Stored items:
= = =

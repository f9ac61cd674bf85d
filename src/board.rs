//! One player's board: ship occupancy and shot history, kept as bitboards.

use alloc::vec::Vec;
use core::fmt;
use rand::Rng;

use crate::bitboard::BitBoard;
use crate::common::{CellState, Coord, GameError, PlacementError};
use crate::config::{BOARD_SIZE, PLACEMENT_ATTEMPTS};
use crate::ship::{Orientation, Ship};

pub(crate) type BB = BitBoard<u128, { BOARD_SIZE as usize }>;

const GRID: usize = BOARD_SIZE as usize;

#[inline]
pub(crate) fn bit(bb: &BB, c: Coord) -> bool {
    bb.get(c.row(), c.col()).unwrap_or(false)
}

#[inline]
fn set_bit(bb: &mut BB, c: Coord) {
    // Coord is always in bounds.
    let _ = bb.set(c.row(), c.col());
}

/// Serializable per-cell view of a board.
#[derive(Clone, Copy, Debug, PartialEq, Eq)]
#[cfg_attr(feature = "std", derive(serde::Serialize, serde::Deserialize))]
pub struct BoardState {
    pub cells: [[CellState; GRID]; GRID],
    pub remaining_ship_cells: usize,
}

/// Ship cells plus every shot fired at them.
#[derive(Clone, Copy, PartialEq, Eq, Default)]
pub struct Board {
    ships: BB,
    hits: BB,
    misses: BB,
}

impl Board {
    /// Create an empty board (no ships, no shots).
    pub fn new() -> Self {
        Board {
            ships: BB::new(),
            hits: BB::new(),
            misses: BB::new(),
        }
    }

    /// State of a single cell.
    pub fn cell(&self, c: Coord) -> CellState {
        if bit(&self.hits, c) {
            CellState::Hit
        } else if bit(&self.misses, c) {
            CellState::Miss
        } else if bit(&self.ships, c) {
            CellState::Ship
        } else {
            CellState::Empty
        }
    }

    pub fn hits(&self) -> BB {
        self.hits
    }

    pub fn misses(&self) -> BB {
        self.misses
    }

    pub fn has_ship(&self, c: Coord) -> bool {
        bit(&self.ships, c)
    }

    pub fn is_hit(&self, c: Coord) -> bool {
        bit(&self.hits, c)
    }

    /// Returns `true` once a shot (or perimeter suppression) has resolved `c`.
    pub fn is_shot(&self, c: Coord) -> bool {
        bit(&self.hits, c) || bit(&self.misses, c)
    }

    /// Ship cells that have not been hit yet.
    pub fn remaining_ship_cells(&self) -> usize {
        (self.ships & !self.hits).count_ones()
    }

    /// Returns `true` when ships were placed and every one of their cells is hit.
    pub fn all_sunk(&self) -> bool {
        !self.ships.is_empty() && self.remaining_ship_cells() == 0
    }

    /// Cells that can still be fired at, in row-major order.
    pub fn unshot_cells(&self) -> Vec<Coord> {
        Coord::all().filter(|c| !self.is_shot(*c)).collect()
    }

    /// Validate a placement, reporting the first rule it breaks.
    pub fn check_placement(
        &self,
        origin: Coord,
        length: usize,
        orientation: Orientation,
    ) -> Result<Ship, PlacementError> {
        let ship = Ship::new(origin, length, orientation)?;
        let halo = self.ships.expand();
        for c in ship.cells() {
            if bit(&self.ships, c) || self.is_shot(c) {
                return Err(PlacementError::Overlaps);
            }
            if bit(&halo, c) {
                return Err(PlacementError::Adjacent);
            }
        }
        Ok(ship)
    }

    /// True iff every cell is in bounds, empty and not touching another ship.
    pub fn can_place(&self, origin: Coord, length: usize, orientation: Orientation) -> bool {
        self.check_placement(origin, length, orientation).is_ok()
    }

    /// Place a ship the caller has already validated with [`Board::can_place`].
    ///
    /// An invalid placement is a caller bug: it panics in debug builds and is
    /// ignored otherwise.
    pub fn place(&mut self, origin: Coord, length: usize, orientation: Orientation) {
        let checked = self.check_placement(origin, length, orientation);
        debug_assert!(
            checked.is_ok(),
            "unvalidated placement at {} (length {}, {:?}): {:?}",
            origin,
            length,
            orientation,
            checked
        );
        if let Ok(ship) = checked {
            self.commit(&ship);
        }
    }

    /// Validate and place in one step.
    pub fn try_place(
        &mut self,
        origin: Coord,
        length: usize,
        orientation: Orientation,
    ) -> Result<Ship, PlacementError> {
        let ship = self.check_placement(origin, length, orientation)?;
        self.commit(&ship);
        Ok(ship)
    }

    fn commit(&mut self, ship: &Ship) {
        for c in ship.cells() {
            set_bit(&mut self.ships, c);
        }
    }

    /// Returns a random valid placement for a ship of `length`.
    ///
    /// Draws up to `PLACEMENT_ATTEMPTS` (orientation, origin) pairs whose
    /// cells fit on the board and keeps the first one `can_place` accepts.
    pub fn random_placement<R: Rng + ?Sized>(
        &self,
        rng: &mut R,
        length: usize,
    ) -> Result<Ship, GameError> {
        if length == 0 || length > GRID {
            return Err(GameError::InvalidPlacement(PlacementError::OutOfBounds));
        }
        for _ in 0..PLACEMENT_ATTEMPTS {
            let orient = if rng.random() {
                Orientation::Horizontal
            } else {
                Orientation::Vertical
            };
            let max_r = if orient == Orientation::Vertical {
                GRID - length
            } else {
                GRID - 1
            };
            let max_c = if orient == Orientation::Horizontal {
                GRID - length
            } else {
                GRID - 1
            };
            let r = rng.random_range(0..=max_r);
            let c = rng.random_range(0..=max_c);
            let Some(origin) = Coord::new(r, c) else {
                continue;
            };
            if let Ok(ship) = self.check_placement(origin, length, orient) {
                return Ok(ship);
            }
        }
        Err(GameError::PlacementExhausted { length })
    }

    /// Record a shot at an unresolved cell. Returns `true` on a ship cell.
    pub(crate) fn record_shot(&mut self, c: Coord) -> bool {
        if bit(&self.ships, c) {
            set_bit(&mut self.hits, c);
            true
        } else {
            set_bit(&mut self.misses, c);
            false
        }
    }

    /// Rule out an unshot empty cell by marking it as a miss.
    /// Returns `false` if the cell was already resolved or holds a ship.
    pub fn mark_miss(&mut self, c: Coord) -> bool {
        if self.is_shot(c) {
            return false;
        }
        debug_assert!(!bit(&self.ships, c), "ruling out a ship cell at {}", c);
        if bit(&self.ships, c) {
            return false;
        }
        set_bit(&mut self.misses, c);
        true
    }

    /// Group ship cells into 4-connected components by flood fill.
    /// Each group is sorted row-major; groups are ordered by first cell.
    pub fn ship_groups(&self) -> Vec<Vec<Coord>> {
        let mut seen = BB::new();
        let mut groups = Vec::new();
        for (r, c) in self.ships.iter_set_bits() {
            let Some(start) = Coord::new(r, c) else {
                continue;
            };
            if bit(&seen, start) {
                continue;
            }
            let mut group = Vec::new();
            let mut stack = alloc::vec![start];
            set_bit(&mut seen, start);
            while let Some(cur) = stack.pop() {
                group.push(cur);
                for n in cur.neighbors4() {
                    if bit(&self.ships, n) && !bit(&seen, n) {
                        set_bit(&mut seen, n);
                        stack.push(n);
                    }
                }
            }
            group.sort();
            groups.push(group);
        }
        groups
    }

    /// Per-cell snapshot; with `reveal == false` unshot ship cells read as empty.
    pub fn state(&self, reveal: bool) -> BoardState {
        let mut cells = [[CellState::Empty; GRID]; GRID];
        for c in Coord::all() {
            let state = match self.cell(c) {
                CellState::Ship if !reveal => CellState::Empty,
                other => other,
            };
            cells[c.row()][c.col()] = state;
        }
        BoardState {
            cells,
            remaining_ship_cells: self.remaining_ship_cells(),
        }
    }
}

impl fmt::Debug for Board {
    fn fmt(&self, f: &mut fmt::Formatter<'_>) -> fmt::Result {
        writeln!(
            f,
            "Board {{\n  ships: {:?},\n  hits: {:?},\n  misses: {:?}\n}}",
            self.ships, self.hits, self.misses
        )
    }
}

= = =

■ WHAT THIS TASK INVOLVES
Every record, copied exactly, is the expected answer.

■ ANSWER TO THE EXERCISE
repository f9ac61cd674bf85d
filename src/board.rs
//! One player's board: ship occupancy and shot history, kept as bitboards.

use alloc::vec::Vec;
use core::fmt;
use rand::Rng;

use crate::bitboard::BitBoard;
use crate::common::{CellState, Coord, GameError, PlacementError};
use crate::config::{BOARD_SIZE, PLACEMENT_ATTEMPTS};
use crate::ship::{Orientation, Ship};

pub(crate) type BB = BitBoard<u128, { BOARD_SIZE as usize }>;

const GRID: usize = BOARD_SIZE as usize;

#[inline]
pub(crate) fn bit(bb: &BB, c: Coord) -> bool {
    bb.get(c.row(), c.col()).unwrap_or(false)
}

#[inline]
fn set_bit(bb: &mut BB, c: Coord) {
    // Coord is always in bounds.
    let _ = bb.set(c.row(), c.col());
}

/// Serializable per-cell view of a board.
#[derive(Clone, Copy, Debug, PartialEq, Eq)]
#[cfg_attr(feature = "std", derive(serde::Serialize, serde::Deserialize))]
pub struct BoardState {
    pub cells: [[CellState; GRID]; GRID],
    pub remaining_ship_cells: usize,
}

/// Ship cells plus every shot fired at them.
#[derive(Clone, Copy, PartialEq, Eq, Default)]
pub struct Board {
    ships: BB,
    hits: BB,
    misses: BB,
}

impl Board {
    /// Create an empty board (no ships, no shots).
    pub fn new() -> Self {
        Board {
            ships: BB::new(),
            hits: BB::new(),
            misses: BB::new(),
        }
    }

    /// State of a single cell.
    pub fn cell(&self, c: Coord) -> CellState {
        if bit(&self.hits, c) {
            CellState::Hit
        } else if bit(&self.misses, c) {
            CellState::Miss
        } else if bit(&self.ships, c) {
            CellState::Ship
        } else {
            CellState::Empty
        }
    }

    pub fn hits(&self) -> BB {
        self.hits
    }

    pub fn misses(&self) -> BB {
        self.misses
    }

    pub fn has_ship(&self, c: Coord) -> bool {
        bit(&self.ships, c)
    }

    pub fn is_hit(&self, c: Coord) -> bool {
        bit(&self.hits, c)
    }

    /// Returns `true` once a shot (or perimeter suppression) has resolved `c`.
    pub fn is_shot(&self, c: Coord) -> bool {
        bit(&self.hits, c) || bit(&self.misses, c)
    }

    /// Ship cells that have not been hit yet.
    pub fn remaining_ship_cells(&self) -> usize {
        (self.ships & !self.hits).count_ones()
    }

    /// Returns `true` when ships were placed and every one of their cells is hit.
    pub fn all_sunk(&self) -> bool {
        !self.ships.is_empty() && self.remaining_ship_cells() == 0
    }

    /// Cells that can still be fired at, in row-major order.
    pub fn unshot_cells(&self) -> Vec<Coord> {
        Coord::all().filter(|c| !self.is_shot(*c)).collect()
    }

    /// Validate a placement, reporting the first rule it breaks.
    pub fn check_placement(
        &self,
        origin: Coord,
        length: usize,
        orientation: Orientation,
    ) -> Result<Ship, PlacementError> {
        let ship = Ship::new(origin, length, orientation)?;
        let halo = self.ships.expand();
        for c in ship.cells() {
            if bit(&self.ships, c) || self.is_shot(c) {
                return Err(PlacementError::Overlaps);
            }
            if bit(&halo, c) {
                return Err(PlacementError::Adjacent);
            }
        }
        Ok(ship)
    }

    /// True iff every cell is in bounds, empty and not touching another ship.
    pub fn can_place(&self, origin: Coord, length: usize, orientation: Orientation) -> bool {
        self.check_placement(origin, length, orientation).is_ok()
    }

    /// Place a ship the caller has already validated with [`Board::can_place`].
    ///
    /// An invalid placement is a caller bug: it panics in debug builds and is
    /// ignored otherwise.
    pub fn place(&mut self, origin: Coord, length: usize, orientation: Orientation) {
        let checked = self.check_placement(origin, length, orientation);
        debug_assert!(
            checked.is_ok(),
            "unvalidated placement at {} (length {}, {:?}): {:?}",
            origin,
            length,
            orientation,
            checked
        );
        if let Ok(ship) = checked {
            self.commit(&ship);
        }
    }

    /// Validate and place in one step.
    pub fn try_place(
        &mut self,
        origin: Coord,
        length: usize,
        orientation: Orientation,
    ) -> Result<Ship, PlacementError> {
        let ship = self.check_placement(origin, length, orientation)?;
        self.commit(&ship);
        Ok(ship)
    }

    fn commit(&mut self, ship: &Ship) {
        for c in ship.cells() {
            set_bit(&mut self.ships, c);
        }
    }

    /// Returns a random valid placement for a ship of `length`.
    ///
    /// Draws up to `PLACEMENT_ATTEMPTS` (orientation, origin) pairs whose
    /// cells fit on the board and keeps the first one `can_place` accepts.
    pub fn random_placement<R: Rng + ?Sized>(
        &self,
        rng: &mut R,
        length: usize,
    ) -> Result<Ship, GameError> {
        if length == 0 || length > GRID {
            return Err(GameError::InvalidPlacement(PlacementError::OutOfBounds));
        }
        for _ in 0..PLACEMENT_ATTEMPTS {
            let orient = if rng.random() {
                Orientation::Horizontal
            } else {
                Orientation::Vertical
            };
            let max_r = if orient == Orientation::Vertical {
                GRID - length
            } else {
                GRID - 1
            };
            let max_c = if orient == Orientation::Horizontal {
                GRID - length
            } else {
                GRID - 1
            };
            let r = rng.random_range(0..=max_r);
            let c = rng.random_range(0..=max_c);
            let Some(origin) = Coord::new(r, c) else {
                continue;
            };
            if let Ok(ship) = self.check_placement(origin, length, orient) {
                return Ok(ship);
            }
        }
        Err(GameError::PlacementExhausted { length })
    }

    /// Record a shot at an unresolved cell. Returns `true` on a ship cell.
    pub(crate) fn record_shot(&mut self, c: Coord) -> bool {
        if bit(&self.ships, c) {
            set_bit(&mut self.hits, c);
            true
        } else {
            set_bit(&mut self.misses, c);
            false
        }
    }

    /// Rule out an unshot empty cell by marking it as a miss.
    /// Returns `false` if the cell was already resolved or holds a ship.
    pub fn mark_miss(&mut self, c: Coord) -> bool {
        if self.is_shot(c) {
            return false;
        }
        debug_assert!(!bit(&self.ships, c), "ruling out a ship cell at {}", c);
        if bit(&self.ships, c) {
            return false;
        }
        set_bit(&mut self.misses, c);
        true
    }

    /// Group ship cells into 4-connected components by flood fill.
    /// Each group is sorted row-major; groups are ordered by first cell.
    pub fn ship_groups(&self) -> Vec<Vec<Coord>> {
        let mut seen = BB::new();
        let mut groups = Vec::new();
        for (r, c) in self.ships.iter_set_bits() {
            let Some(start) = Coord::new(r, c) else {
                continue;
            };
            if bit(&seen, start) {
                continue;
            }
            let mut group = Vec::new();
            let mut stack = alloc::vec![start];
            set_bit(&mut seen, start);
            while let Some(cur) = stack.pop() {
                group.push(cur);
                for n in cur.neighbors4() {
                    if bit(&self.ships, n) && !bit(&seen, n) {
                        set_bit(&mut seen, n);
                        stack.push(n);
                    }
                }
            }
            group.sort();
            groups.push(group);
        }
        groups
    }

    /// Per-cell snapshot; with `reveal == false` unshot ship cells read as empty.
    pub fn state(&self, reveal: bool) -> BoardState {
        let mut cells = [[CellState::Empty; GRID]; GRID];
        for c in Coord::all() {
            let state = match self.cell(c) {
                CellState::Ship if !reveal => CellState::Empty,
                other => other,
            };
            cells[c.row()][c.col()] = state;
        }
        BoardState {
            cells,
            remaining_ship_cells: self.remaining_ship_cells(),
        }
    }
}

impl fmt::Debug for Board {
    fn fmt(&self, f: &mut fmt::Formatter<'_>) -> fmt::Result {
        writeln!(
            f,
            "Board {{\n  ships: {:?},\n  hits: {:?},\n  misses: {:?}\n}}",
            self.ships, self.hits, self.misses
        )
    }
}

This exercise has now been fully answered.